3. The screen turns off after a period of inactivity, as per usual (subject to the application - some keep the screen on).
4. You cannot sync data with this dock! The phone somehow detects that it is docked, and displays a special (and frustrating) home-screen replacement. I believe this is sometimes called the "Car dock" on Android forums, but I'm not sure (I don't have a car dock..). So long as the phone knows it is docked you cannot enable USB mass-storage mode, or MTP (Media Transfer Protocol) mode, etc. If you manage to get the real home-screen and then the phone's settings to manually enable USB mass-storage mode, you are polietly asked to disconnect the USB cable first. If you do so by undocking, when you redock the USB mass-storage dialog/mode is dismissed because it launches the home-screen replacement application.

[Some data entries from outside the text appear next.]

// SPDX-FileCopyrightText: 2025-2026 RAprogramm <andrey.rozanov.vl@gmail.com>
// SPDX-License-Identifier: MIT

#![doc = include_str!("../README.md")]
#![cfg_attr(docsrs, feature(doc_cfg))]
#![warn(
    missing_docs,
    rustdoc::missing_crate_level_docs,
    rustdoc::broken_intra_doc_links,
    rust_2018_idioms
)]
#![deny(unsafe_code)]

//! # Pipeline
//!
//! ```text
//! InterfaceModel
//!       │
//!       ▼
//! ┌─────────────┐   every method checked; all problems reported together
//! │  classify   │──────────────────────────────────────────► GenerateError
//! └─────────────┘
//!       │ Category + payload
//!       ▼
//! ┌─────────────┐   read / write / shortcut / transaction / raw / delegate
//! │   binders   │◄──► Registry (shared helpers, row adapters, converters)
//! └─────────────┘
//!       │ MethodPlan
//!       ▼
//! ┌─────────────┐
//! │  assemble   │──► ImplPlan ──► TokenStream
//! └─────────────┘
//! ```
//!
//! # Example
//!
//! ```rust
//! use daogen_impl::{
//!     generate,
//!     model::{Entity, Field, InterfaceModel, Method, MethodKind, Parameter}
//! };
//! use syn::parse_quote;
//!
//! let model = InterfaceModel::new("UserDao")
//!     .entity(
//!         Entity::new("User", "users")
//!             .field(Field::new("id", "id"))
//!             .field(Field::new("name", "name"))
//!             .primary_key(["id"])
//!     )
//!     .method(
//!         Method::new("find", MethodKind::read("SELECT * FROM users WHERE id = :id"))
//!             .param(Parameter::new("id", parse_quote!(i64)))
//!             .returns(parse_quote!(Option<User>))
//!     );
//!
//! let tokens = generate(&model)?;
//! assert!(tokens.to_string().contains("UserDaoImpl"));
//! # Ok::<(), daogen_impl::GenerateError>(())
//! ```

pub mod model;

mod assemble;
mod bind;
mod classify;
mod context;
mod delegate;
mod error;
mod ir;
mod naming;
mod raw;
mod read;
mod registry;
mod result;
mod shortcut;
mod sql;
mod transaction;
mod types;
mod write;

pub use error::GenerateError;
pub use ir::{FieldDecl, ImplPlan, MethodPlan, RowAdapterDecl};
use proc_macro2::TokenStream;
use quote::ToTokens;
pub use sql::{Placeholder, SqlTemplate, StatementKind};
use syn::parse_quote;
use tracing::{debug, info_span};

use crate::{
    classify::{Category, Classified, classify},
    context::Context
};

/// Generation options.
///
/// | Field | Default | Description |
/// |-------|---------|-------------|
/// | `runtime` | `::daogen_core` | Path of the runtime crate in generated code |
/// | `impl_suffix` | `Impl` | Appended to the trait name to name the type |
#[derive(Debug, Clone)]
pub struct Options {
    /// Runtime crate path, e.g. `::daogen::runtime` behind the facade.
    pub runtime:     syn::Path,
    /// Suffix of the generated type name.
    pub impl_suffix: String
}

impl Default for Options {
    fn default() -> Self {
        Self {
            runtime:     parse_quote!(::daogen_core),
            impl_suffix: "Impl".to_owned()
        }
    }
}

/// Generate the implementation of `model` with default [`Options`].
///
/// # Errors
///
/// Every problem found in the model; nothing is emitted when any method
/// fails.
pub fn generate(model: &model::InterfaceModel) -> Result<TokenStream, GenerateError> {
    generate_with(model, &Options::default())
}

/// Generate the implementation of `model`.
///
/// # Errors
///
/// See [`generate`].
pub fn generate_with(model: &model::InterfaceModel, options: &Options) -> Result<TokenStream, GenerateError> {
    plan(model, options).map(|plan| plan.into_token_stream())
}

/// Decide everything about the implementation of `model` without printing
/// it.
///
/// # Errors
///
/// See [`generate`].
pub fn plan(model: &model::InterfaceModel, options: &Options) -> Result<ImplPlan, GenerateError> {
    let span = info_span!("daogen::generate", interface = %model.name);
    let _guard = span.enter();

    let mut classified = Vec::with_capacity(model.methods.len());
    let mut errors = Vec::new();
    for method in &model.methods {
        match classify(model, method) {
            Ok(c) => {
                debug!(
                    method = %method.name,
                    category = c.category.tag(),
                    concurrency = classify::concurrency_name(method.concurrency),
                    "classified method"
                );
                classified.push(c);
            }
            Err(err) => errors.push(err)
        }
    }
    if let Some(err) = GenerateError::combine(errors) {
        return Err(err);
    }

    let mut ctx = Context::new(model, options);
    let mut methods = Vec::with_capacity(classified.len());
    let mut errors = Vec::new();
    for c in &classified {
        for converter in c.method.params.iter().filter_map(|p| p.converter.as_ref()) {
            ctx.registry.note_converter(converter);
        }
        match lower(&mut ctx, c) {
            Ok(body) => methods.push(MethodPlan {
                name: c.method.name.clone(),
                category: c.category.tag(),
                concurrency: c.method.concurrency,
                signature: assemble::signature(&ctx, c.method),
                body
            }),
            Err(err) => errors.push(err)
        }
    }
    if let Some(err) = GenerateError::combine(errors) {
        return Err(err);
    }

    let Context {
        runtime,
        impl_name,
        registry,
        ..
    } = ctx;
    let (fields, row_adapters, converters) = registry.into_parts();
    debug!(
        fields = fields.len(),
        row_adapters = row_adapters.len(),
        converters = converters.len(),
        "planned implementation"
    );
    Ok(ImplPlan {
        trait_name: model.name.clone(),
        impl_name,
        runtime,
        backing_type: model.backing_type.clone(),
        fields,
        row_adapters,
        methods,
        converters
    })
}

fn lower(ctx: &mut Context<'_>, classified: &Classified<'_>) -> Result<TokenStream, GenerateError> {
    let method = classified.method;
    match &classified.category {
        Category::Read(read) => read::lower(ctx, method, read),
        Category::Write(write) => write::lower(ctx, method, write),
        Category::Shortcut(shortcut) => shortcut::lower(ctx, method, shortcut),
        Category::Transaction {
            body
        } => transaction::lower(ctx, method, body),
        Category::Raw(raw) => raw::lower(ctx, method, raw),
        Category::Delegate {
            target
        } => Ok(delegate::lower(ctx, method, target))
    }
}

#[cfg(test)]
mod tests {
    use syn::parse_quote;

    use super::*;
    use crate::model::{
        Concurrency, ConflictPolicy, Entity, Field, InterfaceModel, Method, MethodKind, Parameter,
        ShortcutTarget
    };

    fn user() -> Entity {
        Entity::new("User", "users")
            .field(Field::new("id", "id"))
            .field(Field::new("name", "name"))
            .field(Field::new("email", "email").nullable())
            .primary_key(["id"])
    }

    fn parses(tokens: TokenStream) -> syn::File {
        syn::parse2::<syn::File>(tokens).unwrap()
    }

    #[test]
    fn equal_signatures_emit_one_helper_field() {
        let model = InterfaceModel::new("UserDao")
            .entity(user())
            .method(
                Method::new("add", MethodKind::insert([ShortcutTarget::new("user", "User")], ConflictPolicy::Abort))
                    .param(Parameter::new("user", parse_quote!(&User)))
            )
            .method(
                Method::new(
                    "add_all",
                    MethodKind::insert([ShortcutTarget::new("users", "User").many()], ConflictPolicy::Abort)
                )
                .param(Parameter::new("users", parse_quote!(&[User])))
            )
            .method(
                Method::new(
                    "replace",
                    MethodKind::insert([ShortcutTarget::new("user", "User")], ConflictPolicy::Replace)
                )
                .param(Parameter::new("user", parse_quote!(&User)))
            );
        let plan = plan(&model, &Options::default()).unwrap();
        assert_eq!(plan.fields.len(), 2);
        let abort = plan.field("insert:User:ABORT").unwrap();
        assert_eq!(abort.ident, "__insertion_adapter_of_user");
        assert_eq!(plan.field("insert:User:REPLACE").unwrap().ident, "__insertion_adapter_of_user_1");

        let file = parses(plan.into_token_stream());
        assert_eq!(file.items.len(), 3);
    }

    #[test]
    fn full_interface_is_valid_rust() {
        let model = InterfaceModel::new("UserDao")
            .entity(user())
            .converter(parse_quote!(crate::DayConverter))
            .method(
                Method::new("find", MethodKind::read("SELECT * FROM users WHERE id = :id"))
                    .param(Parameter::new("id", parse_quote!(i64)))
                    .returns(parse_quote!(Option<User>))
            )
            .method(
                Method::new("watch_all", MethodKind::read("SELECT * FROM users"))
                    .returns(parse_quote!(Vec<User>))
                    .concurrency(Concurrency::Stream)
            )
            .method(
                Method::new("by_ids", MethodKind::read("SELECT * FROM users WHERE id IN (:ids)"))
                    .param(Parameter::new("ids", parse_quote!(Vec<i64>)).multiple())
                    .returns(parse_quote!(Vec<User>))
                    .concurrency(Concurrency::Future)
            )
            .method(
                Method::new("since", MethodKind::read("SELECT COUNT(*) FROM users WHERE joined >= ?"))
                    .param(Parameter::new("day", parse_quote!(Day)).converter(parse_quote!(crate::DayConverter)))
                    .returns(parse_quote!(i64))
            )
            .method(
                Method::new("rename", MethodKind::write("UPDATE users SET name = ? WHERE id = ?"))
                    .param(Parameter::new("name", parse_quote!(String)))
                    .param(Parameter::new("id", parse_quote!(i64)))
                    .concurrency(Concurrency::Suspend)
            )
            .method(
                Method::new("save", MethodKind::upsert([ShortcutTarget::new("user", "User")]))
                    .param(Parameter::new("user", parse_quote!(User)))
                    .returns(parse_quote!(i64))
            )
            .method(
                Method::new("reset", MethodKind::transaction(parse_quote!(crate::reset)))
                    .param(Parameter::new("users", parse_quote!(Vec<User>)))
            )
            .method(
                Method::new("raw", MethodKind::raw("query"))
                    .param(Parameter::new("query", parse_quote!(&SqlQuery)))
                    .returns(parse_quote!(Vec<User>))
            )
            .method(
                Method::new("lookup", MethodKind::delegate("find"))
                    .param(Parameter::new("id", parse_quote!(i32)))
                    .returns(parse_quote!(Option<User>))
            );
        let plan = plan(&model, &Options::default()).unwrap();
        assert_eq!(plan.converters, ["crate::DayConverter"]);
        assert_eq!(plan.row_adapters.len(), 1);
        assert_eq!(plan.method("rename").unwrap().category, "write query");
        assert!(plan.field("prepared:rename").is_some());

        let code = plan.to_token_stream().to_string().replace(' ', "");
        assert!(code.contains("&[\"crate::DayConverter\"]"));
        assert!(code.contains("implUserDaoforUserDaoImpl"));
        parses(plan.into_token_stream());
    }

    #[test]
    fn nothing_is_emitted_when_any_method_fails() {
        let model = InterfaceModel::new("UserDao")
            .entity(user())
            .method(
                Method::new("find", MethodKind::read("SELECT * FROM users WHERE id = :id"))
                    .returns(parse_quote!(User))
            )
            .method(
                Method::new("remove", MethodKind::delete([ShortcutTarget::new("user", "Ghost")]))
                    .param(Parameter::new("user", parse_quote!(&Ghost)))
            )
            .method(Method::new("ok", MethodKind::write("DELETE FROM users")));
        let err = generate(&model).unwrap_err();
        assert!(matches!(err, GenerateError::Multiple(ref errors) if errors.len() == 2));
        assert_eq!(err.iter().count(), 2);
    }

    #[test]
    fn backing_type_replaces_constructor_argument() {
        let model = InterfaceModel::new("Dao")
            .backing_type(parse_quote!(crate::AppDatabase))
            .method(Method::new("clear", MethodKind::write("DELETE FROM t")));
        let options = Options {
            runtime: parse_quote!(::daogen::runtime),
            impl_suffix: "Generated".to_owned()
        };
        let code = generate_with(&model, &options).unwrap().to_string().replace(' ', "");
        assert!(code.contains("pubstructDaoGenerated"));
        assert!(code.contains(
            "pubfnnew(__backing:crate::AppDatabase)->Self{let__db:::std::sync::Arc<::daogen::runtime::Database>=::std::convert::Into::into(__backing);"
        ));
    }
}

2a. I suspect that if used an amplifier with line-out the sound would be fine.
2b. Even after fiddling with the equaliser (a lot) I was not able to match the warmth, volume, and general fidelity of the headphone socket at the top of the phone. I have since given up using the dock's line-out, and plug my earphones directly into the phone.
3a. By installing an application called "Caffeine" I have been able to configure my phone to keep the screen on indefinately when it has an external power source (e.g. charging, syncing, or docked)
So this dock has failed to fufill my two primary reasons for buying it:
* Allowing me to listen to music without the fuss of plugging earphones in and constantly turning the the screen on to skip/pause tracks as work demands.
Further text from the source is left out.